Cole found community, and he also gained perspective. Soon after joining, he attended a month-long political education course about the history and politics of debt. “There is an inherent mental health benefit to working with other people and understanding how student debt operates broadly, because it's not just an issue of personal responsibility,” he says. “As long as we believe the lie that we are in debt because we personally have made a mistake or are not doing enough to earn our way out of debt, there will be a toll on our mental health. Because you're criticizing yourself for systemic outcomes beyond your control.”
“People say, ‘Oh, but you made a choice to go to college so these are the consequences.’ But I didn't choose to not have a grandparent who could pay for the whole thing; that wasn't a choice.”
The Debt Collective is one of many groups changing the conversation around student debt. Brewington says the Debt Collective often collaborates with the Student Debt Borrower Protection Center, Student Debt Crisis Center, National Consumer Law Center, Public Citizen, ACLU and Democratic Socialists United, which provide similar forums for people to discuss debt.
These groups have won major victories over the past several years, including getting federal student loan payments paused — three times, so far — since March 2020. As borrowers witness that it’s possible for the government to simply stop collecting payments, and feel what life is like without loans, there’s been a shift in both the conversation and the awareness around debt.
“I've just seen this issue completely explode over the past two, three years,” Cole says. “I hear about it when I listen to the radio.
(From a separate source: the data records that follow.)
//! Table refinement through an external reasoning service.
//!
//! Refinement is best-effort. [`TableRefiner::refine`] returns a `Result`
//! and the caller resolves it with [`RefinedTable::from_result`], which keeps
//! the stitched table verbatim on any failure.
//!
//! Transport failures (request errors, timeouts, 429 and 5xx) are retried
//! with exponential backoff (`retry_backoff_ms * 2^(attempt-1)`). Replies that
//! arrive but cannot be used are not retried.
//!
//! [`RefinedTable::from_result`]: crate::model::RefinedTable::from_result

use crate::backend::ReasoningService;
use crate::config::ExtractionConfig;
use crate::error::RefinementError;
use crate::model::{MergedTable, PageText, TextLine};
use crate::pipeline::reply;
use crate::prompts::{render_refine_request, DEFAULT_REFINE_SYSTEM_PROMPT};
use std::sync::Arc;
use tokio::time::{sleep, timeout, Duration};
use tracing::{debug, warn};

pub struct TableRefiner {
    service: Arc<dyn ReasoningService>,
    system_prompt: String,
    max_retries: u32,
    retry_backoff_ms: u64,
    timeout_secs: u64,
}

impl TableRefiner {
    pub fn new(service: Arc<dyn ReasoningService>) -> Self {
        Self {
            service,
            system_prompt: DEFAULT_REFINE_SYSTEM_PROMPT.to_string(),
            max_retries: 3,
            retry_backoff_ms: 500,
            timeout_secs: 60,
        }
    }

    pub fn from_config(service: Arc<dyn ReasoningService>, config: &ExtractionConfig) -> Self {
        Self {
            service,
            system_prompt: config
                .system_prompt
                .clone()
                .unwrap_or_else(|| DEFAULT_REFINE_SYSTEM_PROMPT.to_string()),
            max_retries: config.max_retries,
            retry_backoff_ms: config.retry_backoff_ms,
            timeout_secs: config.api_timeout_secs,
        }
    }

    pub fn with_retries(mut self, max_retries: u32, retry_backoff_ms: u64) -> Self {
        self.max_retries = max_retries;
        self.retry_backoff_ms = retry_backoff_ms;
        self
    }

    /// Ask the service to reconcile `table` with the OCR `lines` inside it.
    pub async fn refine(
        &self,
        table_id: usize,
        table: &MergedTable,
        lines: &[TextLine],
    ) -> Result<MergedTable, RefinementError> {
        let prompt = render_refine_request(table_id, table, lines);
        let raw = self.complete_with_retry(table_id, &prompt).await?;
        let cells = reply::parse_reply(&raw)?;
        let refined = reply::apply_reply(table, &cells)?;
        debug!(
            "Table {}: applied {} reply cells via '{}'",
            table_id,
            cells.len(),
            self.service.name()
        );
        Ok(refined)
    }

    async fn complete_with_retry(
        &self,
        table_id: usize,
        prompt: &str,
    ) -> Result<String, RefinementError> {
        let mut attempt = 0u32;
        loop {
            if attempt > 0 {
                let backoff = backoff_ms(self.retry_backoff_ms, attempt);
                warn!(
                    "Table {}: retry {}/{} after {}ms",
                    table_id, attempt, self.max_retries, backoff
                );
                sleep(Duration::from_millis(backoff)).await;
            }

            let result = match timeout(
                Duration::from_secs(self.timeout_secs),
                self.service.complete(&self.system_prompt, prompt),
            )
            .await
            {
                Ok(r) => r,
                Err(_) => Err(RefinementError::Timeout {
                    secs: self.timeout_secs,
                }),
            };

            match result {
                Ok(text) => return Ok(text),
                Err(e) if e.is_retryable() && attempt < self.max_retries => {
                    warn!("Table {}: attempt {} failed: {}", table_id, attempt + 1, e);
                    attempt += 1;
                }
                Err(e) => return Err(e),
            }
        }
    }
}

/// `base * 2^(attempt-1)`, saturating at `u64::MAX`.
fn backoff_ms(base: u64, attempt: u32) -> u64 {
    base.saturating_mul(2u64.saturating_pow(attempt.saturating_sub(1)))
}

/// OCR lines belonging to `table`, in reading order.
///
/// A line belongs to the table when it lies on a fragment's page and fully
/// inside that fragment's box.
pub fn ocr_lines_for_table(table: &MergedTable, texts: &[PageText]) -> Vec<TextLine> {
    let mut lines: Vec<TextLine> = Vec::new();
    for text in texts {
        let boxes: Vec<_> = table
            .fragments
            .iter()
            .filter(|f| f.page == text.page)
            .map(|f| f.bbox)
            .collect();
        if boxes.is_empty() {
            continue;
        }
        lines.extend(
            text.lines
                .iter()
                .filter(|l| boxes.iter().any(|b| b.contains(&l.bbox)))
                .cloned(),
        );
    }
    lines.sort_by(|a, b| {
        a.page
            .cmp(&b.page)
            .then(a.bbox.y0.total_cmp(&b.bbox.y0))
            .then(a.bbox.x0.total_cmp(&b.bbox.x0))
    });
    lines
}
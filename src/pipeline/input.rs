//! Input resolution: normalise a user-supplied path or URL to a local file
//! and decide whether it is a PDF or a raster image.
//!
//! Downloads land in a `TempDir` owned by [`ResolvedInput`], so the file is
//! removed when the run finishes, even on panic. Format detection uses magic
//! bytes, not the file extension.

use crate::error::TableExtractError;
use crate::output::DocumentKind;
use std::io::Read;
use std::path::{Path, PathBuf};
use tempfile::TempDir;
use tracing::{debug, info};

/// The resolved input: either a local path or a downloaded temp file.
pub enum ResolvedInput {
    /// Input was already a local file.
    Local { path: PathBuf, kind: DocumentKind },
    /// Input was a URL; the document was downloaded to a temp directory
    /// that lives as long as this value.
    Downloaded {
        path: PathBuf,
        kind: DocumentKind,
        _temp_dir: TempDir,
    },
}

impl ResolvedInput {
    pub fn path(&self) -> &Path {
        match self {
            ResolvedInput::Local { path, .. } => path,
            ResolvedInput::Downloaded { path, .. } => path,
        }
    }

    pub fn kind(&self) -> DocumentKind {
        match self {
            ResolvedInput::Local { kind, .. } => *kind,
            ResolvedInput::Downloaded { kind, .. } => *kind,
        }
    }
}

/// Check if the input string looks like a URL.
pub fn is_url(input: &str) -> bool {
    input.starts_with("http://") || input.starts_with("https://")
}

/// Classify a document by its first bytes.
pub fn sniff_kind(magic: &[u8]) -> Option<DocumentKind> {
    if magic.starts_with(b"%PDF") {
        Some(DocumentKind::Pdf)
    } else if magic.starts_with(b"\x89PNG")
        || magic.starts_with(&[0xFF, 0xD8, 0xFF])
        || magic.starts_with(b"II*\0")
        || magic.starts_with(b"MM\0*")
    {
        Some(DocumentKind::Image)
    } else {
        None
    }
}

fn magic_of(bytes: &[u8]) -> [u8; 4] {
    let mut magic = [0u8; 4];
    let n = bytes.len().min(4);
    magic[..n].copy_from_slice(&bytes[..n]);
    magic
}

/// Resolve the input string to a local document path.
pub async fn resolve_input(
    input: &str,
    timeout_secs: u64,
) -> Result<ResolvedInput, TableExtractError> {
    if input.trim().is_empty() {
        return Err(TableExtractError::InvalidInput {
            input: input.to_string(),
        });
    }
    if is_url(input) {
        download_url(input, timeout_secs).await
    } else {
        resolve_local(input)
    }
}

/// Resolve a local file path, validating existence and format.
fn resolve_local(path_str: &str) -> Result<ResolvedInput, TableExtractError> {
    let path = PathBuf::from(path_str);

    if !path.exists() {
        return Err(TableExtractError::FileNotFound { path });
    }

    let mut file = match std::fs::File::open(&path) {
        Ok(f) => f,
        Err(e) if e.kind() == std::io::ErrorKind::PermissionDenied => {
            return Err(TableExtractError::PermissionDenied { path });
        }
        Err(e) => {
            return Err(TableExtractError::DocumentRead {
                path,
                detail: e.to_string(),
            });
        }
    };

    let mut head = Vec::with_capacity(4);
    file.by_ref()
        .take(4)
        .read_to_end(&mut head)
        .map_err(|e| TableExtractError::DocumentRead {
            path: path.clone(),
            detail: e.to_string(),
        })?;

    let kind = sniff_kind(&head).ok_or_else(|| TableExtractError::UnsupportedFormat {
        path: path.clone(),
        magic: magic_of(&head),
    })?;

    debug!("Resolved local {:?}: {}", kind, path.display());
    Ok(ResolvedInput::Local { path, kind })
}

/// Download a URL to a temporary directory and return the path.
async fn download_url(url: &str, timeout_secs: u64) -> Result<ResolvedInput, TableExtractError> {
    info!("Downloading document from: {}", url);

    let client = reqwest::Client::builder()
        .timeout(std::time::Duration::from_secs(timeout_secs))
        .build()
        .map_err(|e| TableExtractError::DownloadFailed {
            url: url.to_string(),
            reason: e.to_string(),
        })?;

    let response = client.get(url).send().await.map_err(|e| {
        if e.is_timeout() {
            TableExtractError::DownloadTimeout {
                url: url.to_string(),
                secs: timeout_secs,
            }
        } else {
            TableExtractError::DownloadFailed {
                url: url.to_string(),
                reason: e.to_string(),
            }
        }
    })?;

    if !response.status().is_success() {
        return Err(TableExtractError::DownloadFailed {
            url: url.to_string(),
            reason: format!("HTTP {}", response.status()),
        });
    }

    let bytes = response
        .bytes()
        .await
        .map_err(|e| TableExtractError::DownloadFailed {
            url: url.to_string(),
            reason: e.to_string(),
        })?;

    let temp_dir = TempDir::new().map_err(|e| TableExtractError::Internal(e.to_string()))?;
    let file_path = temp_dir.path().join(filename_from_url(url));

    let kind = sniff_kind(&bytes).ok_or_else(|| TableExtractError::UnsupportedFormat {
        path: file_path.clone(),
        magic: magic_of(&bytes),
    })?;

    tokio::fs::write(&file_path, &bytes)
        .await
        .map_err(|e| TableExtractError::Internal(format!("Failed to write temp file: {}", e)))?;

    info!("Downloaded to: {}", file_path.display());

    Ok(ResolvedInput::Downloaded {
        path: file_path,
        kind,
        _temp_dir: temp_dir,
    })
}

/// Last path segment of the URL if it looks like a file name.
fn filename_from_url(url: &str) -> String {
    if let Ok(parsed) = reqwest::Url::parse(url) {
        if let Some(mut segments) = parsed.path_segments() {
            if let Some(last) = segments.next_back() {
                if !last.is_empty() && last.contains('.') {
                    return last.to_string();
                }
            }
        }
    }

    "downloaded".to_string()
}

#[cfg(test)]
mod tests {
    use super::*;
    use std::io::Write;

    #[test]
    fn test_is_url() {
        assert!(is_url("https://example.com/doc.pdf"));
        assert!(is_url("http://example.com/doc.pdf"));
        assert!(!is_url("/tmp/doc.pdf"));
        assert!(!is_url(""));
    }

    #[test]
    fn sniffs_known_formats() {
        assert_eq!(sniff_kind(b"%PDF-1.7"), Some(DocumentKind::Pdf));
        assert_eq!(sniff_kind(b"\x89PNG\r\n"), Some(DocumentKind::Image));
        assert_eq!(sniff_kind(&[0xFF, 0xD8, 0xFF, 0xE0]), Some(DocumentKind::Image));
        assert_eq!(sniff_kind(b"PK\x03\x04"), None);
        assert_eq!(sniff_kind(b""), None);
    }

    #[test]
    fn filename_from_url_falls_back() {
        assert_eq!(filename_from_url("https://x.org/a/rates.pdf"), "rates.pdf");
        assert_eq!(filename_from_url("https://x.org/a/"), "downloaded");
    }

    #[tokio::test]
    async fn missing_file_is_not_found() {
        let err = resolve_input("/definitely/not/here.pdf", 5).await.err().unwrap();
        assert!(matches!(err, TableExtractError::FileNotFound { .. }));
    }

    #[tokio::test]
    async fn unsupported_format_is_rejected() {
        let mut tmp = tempfile::NamedTempFile::new().unwrap();
        tmp.write_all(b"PK\x03\x04 not a pdf").unwrap();
        let err = resolve_input(tmp.path().to_str().unwrap(), 5).await.err().unwrap();
        assert!(matches!(err, TableExtractError::UnsupportedFormat { .. }));
    }

    #[tokio::test]
    async fn local_pdf_is_resolved() {
        let mut tmp = tempfile::NamedTempFile::new().unwrap();
        tmp.write_all(b"%PDF-1.4\n").unwrap();
        let resolved = resolve_input(tmp.path().to_str().unwrap(), 5).await.unwrap();
        assert_eq!(resolved.kind(), DocumentKind::Pdf);
        assert_eq!(resolved.path(), tmp.path());
    }
}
I see it in the newspaper. Everyone is talking about it.” In this sense, Cole says, “We've already won the shift in public consciousness, and now, it's just a matter of leveraging that to make the political change.”
A future without student debt — in the near future?
A future without student loan debt — and the anxiety and loneliness that comes with it — could be closer than people think, according to Brewington. Loan payments are currently set to resume on May 1. But Americans are watching closely, and clearly, Congress and the Biden administration know it.
Gen Z is the most supportive of forgiving all student loans.
Recently, the president signaled he’s set to extend the pause again. In early March, the Department of Education asked loan companies to cease sending out notices about payments starting up again.
“There’s a lot of people saying ‘We’re never gonna get student debt canceled’ — but three years ago, the idea of pausing interest or pausing payments was ridiculous,” Brewington says. “We have this saying. ‘First, they laugh at you. Then they ignore you. Then they fight you, and then you win. We’re three-quarters of the way there. The next step is to win.”